Task to complete
Tally every line of the records below that includes "Debug", and reply with the total alone.

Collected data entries
++++++

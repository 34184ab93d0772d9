use serde::{Deserialize, Deserializer, Serialize};
use std::collections::BTreeMap;

/// Execution log of one message, as found in `tx_result.log`.
#[derive(Debug, Clone, Default, PartialEq, Deserialize)]
pub struct LogFormat {
    #[serde(default)]
    pub msg_index: f64,
    #[serde(default)]
    pub success: bool,
    #[serde(default)]
    pub log: String,
    #[serde(default, deserialize_with = "null_as_empty")]
    pub events: Vec<LogEvents>,
}

impl LogFormat {
    pub fn index(&self) -> String {
        if self.msg_index.fract() == 0.0 && self.msg_index >= 0.0 {
            format!("{}", self.msg_index as u64)
        } else {
            self.msg_index.to_string()
        }
    }
}

#[derive(Debug, Clone, Default, PartialEq, Deserialize)]
pub struct LogEvents {
    #[serde(rename = "type", default)]
    pub kind: String,
    #[serde(default, deserialize_with = "null_as_empty")]
    pub attributes: Vec<LogEventsAttributes>,
}

/// One element of an event's attribute stream.
///
/// The wire carries `{"key": .., "value": ..}` pairs whose keys repeat, so values
/// accumulate in arrival order instead of being collapsed into a map.
#[derive(Debug, Clone, Default, PartialEq)]
pub struct LogEventsAttributes {
    pub module: String,
    pub action: String,
    pub amount: Vec<String>,
    pub sender: Vec<String>,
    pub recipient: Vec<String>,
    pub validator: BTreeMap<String, Vec<String>>,
    pub completion_time: String,
    pub others: BTreeMap<String, Vec<String>>,
}

const VALIDATOR_KEYS: [&str; 3] = ["validator", "source_validator", "destination_validator"];

impl LogEventsAttributes {
    pub fn push(&mut self, key: &str, value: String) {
        match key {
            "sender" => self.sender.push(value),
            "recipient" => self.recipient.push(value),
            "module" => self.module = value,
            "action" => self.action = value,
            "amount" => self.amount.push(value),
            "completion_time" => self.completion_time = value,
            k if VALIDATOR_KEYS.contains(&k) => {
                self.validator.entry(k.to_string()).or_default().push(value)
            }
            k => self.others.entry(k.to_string()).or_default().push(value),
        }
    }

    pub fn from_pairs<'a>(pairs: impl IntoIterator<Item = (&'a str, &'a str)>) -> Self {
        let mut attrs = Self::default();
        for (key, value) in pairs {
            attrs.push(key, value.to_string());
        }
        attrs
    }
}

#[derive(Deserialize)]
struct KvHolder {
    key: String,
    #[serde(default)]
    value: Option<String>,
}

#[derive(Deserialize)]
#[serde(untagged)]
enum RawAttributes {
    One(KvHolder),
    Many(Vec<KvHolder>),
}

impl<'de> Deserialize<'de> for LogEventsAttributes {
    fn deserialize<D: Deserializer<'de>>(deserializer: D) -> Result<Self, D::Error> {
        let pairs = match RawAttributes::deserialize(deserializer)? {
            RawAttributes::One(kv) => vec![kv],
            RawAttributes::Many(kvs) => kvs,
        };

        let mut attrs = Self::default();
        for kv in pairs {
            attrs.push(&kv.key, kv.value.unwrap_or_default());
        }
        Ok(attrs)
    }
}

fn null_as_empty<'de, D, T>(deserializer: D) -> Result<Vec<T>, D::Error>
where
    D: Deserializer<'de>,
    T: Deserialize<'de>,
{
    Ok(Option::<Vec<T>>::deserialize(deserializer)?.unwrap_or_default())
}

/// Error object the chain writes instead of a log list when execution fails.
#[derive(Debug, Clone, Default, PartialEq, Serialize, Deserialize)]
pub struct TxLogError {
    #[serde(default)]
    pub codespace: String,
    #[serde(default)]
    pub code: f64,
    #[serde(default)]
    pub message: String,
}

#[cfg(test)]
mod tests {
    use super::*;

    #[test]
    fn test_attribute_stream_keeps_order_and_repeats() {
        let raw = r#"[{"msg_index":0,"success":true,"log":"","events":[{"type":"transfer","attributes":[
            {"key":"recipient","value":"kava1a"},
            {"key":"sender","value":"kava1s"},
            {"key":"amount","value":"10ukava"},
            {"key":"recipient","value":"kava1b"},
            {"key":"amount","value":"20ukava"}
        ]}]}]"#;

        let logs: Vec<LogFormat> = serde_json::from_str(raw).unwrap();
        let attrs = &logs[0].events[0].attributes;
        assert_eq!(attrs.len(), 5);
        assert_eq!(attrs[0].recipient, vec!["kava1a"]);
        assert_eq!(attrs[2].amount, vec!["10ukava"]);
        assert_eq!(attrs[3].recipient, vec!["kava1b"]);
        assert_eq!(logs[0].index(), "0");
    }

    #[test]
    fn test_attribute_routing() {
        let raw = r#"[
            {"key":"validator","value":"kavavaloper1v"},
            {"key":"completion_time","value":"2021-03-01T10:00:00Z"},
            {"key":"module","value":"staking"},
            {"key":"proposal_id","value":"4"},
            {"key":"proposal_id","value":"5"}
        ]"#;
        let attrs: LogEventsAttributes = serde_json::from_str(raw).unwrap();

        assert_eq!(attrs.validator["validator"], vec!["kavavaloper1v"]);
        assert_eq!(attrs.completion_time, "2021-03-01T10:00:00Z");
        assert_eq!(attrs.module, "staking");
        assert_eq!(attrs.others["proposal_id"], vec!["4", "5"]);
    }

    #[test]
    fn test_null_events_and_values() {
        let raw = r#"[{"msg_index":1,"log":"","events":null},
                      {"msg_index":2,"events":[{"type":"message","attributes":[{"key":"action","value":null}]}]}]"#;
        let logs: Vec<LogFormat> = serde_json::from_str(raw).unwrap();
        assert!(logs[0].events.is_empty());
        assert_eq!(logs[1].events[0].attributes[0].action, "");
    }

    #[test]
    fn test_error_object_is_not_a_log_list() {
        let raw = r#"{"codespace":"sdk","code":5,"message":"insufficient funds"}"#;
        assert!(serde_json::from_str::<Vec<LogFormat>>(raw).is_err());

        let err: TxLogError = serde_json::from_str(raw).unwrap();
        assert_eq!(err.codespace, "sdk");
        assert_eq!(err.message, "insufficient funds");
    }
}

++++++

Task response
4